DATA TO USE:
===
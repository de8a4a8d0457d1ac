//! Capital increase extraction.

use crate::config::PRICE_MARKER;
use crate::error::{HarvesterError, Result};
use crate::text::{drop_last_char, keep_numeric, strip_numeric};

use super::AmountFields;

const STAGE: &str = "capital increase";

/// Extract amount, investment type and price from one increase fragment.
///
/// The fragment is the text between two currency tokens, e.g.
/// `" 5000, indbetalt kontant, kurs 100.Kapitalen udgør herefter "`:
///
/// - amount: first space-separated token minus its trailing character
/// - investment type: text before `kurs` with all numbers removed
/// - price: numbers after `kurs` minus the trailing separator
///
/// # Errors
/// `MalformedFragment` when the fragment has no `kurs` marker.
pub fn parse_increase(fragment: &str) -> Result<AmountFields> {
    let first_token = fragment.trim().split(' ').next().unwrap_or_default();
    let amount = keep_numeric(drop_last_char(first_token));

    let mut parts = fragment.split(PRICE_MARKER);
    let before_price = parts.next().unwrap_or_default();
    let after_price = parts.next().ok_or_else(|| {
        HarvesterError::malformed(
            STAGE,
            format!("no '{PRICE_MARKER}' marker in '{}'", fragment.trim()),
        )
    })?;

    let investment_type = strip_numeric(before_price).trim().to_string();
    let price = drop_last_char(&keep_numeric(after_price)).to_string();

    Ok(AmountFields {
        amount,
        investment_type,
        price,
    })
}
===
PROBLEM TO SOLVE: Write the lines again exactly, from the first line of the material above to the line that includes "when the fragment", both included. Leave out all the rest.

TASK ANSWER:
repository de8a4a8d0457d1ac
//! Capital increase extraction.

use crate::config::PRICE_MARKER;
use crate::error::{HarvesterError, Result};
use crate::text::{drop_last_char, keep_numeric, strip_numeric};

use super::AmountFields;

const STAGE: &str = "capital increase";

/// Extract amount, investment type and price from one increase fragment.
///
/// The fragment is the text between two currency tokens, e.g.
/// `" 5000, indbetalt kontant, kurs 100.Kapitalen udgør herefter "`:
///
/// - amount: first space-separated token minus its trailing character
/// - investment type: text before `kurs` with all numbers removed
/// - price: numbers after `kurs` minus the trailing separator
///
/// # Errors
/// `MalformedFragment` when the fragment has no `kurs` marker.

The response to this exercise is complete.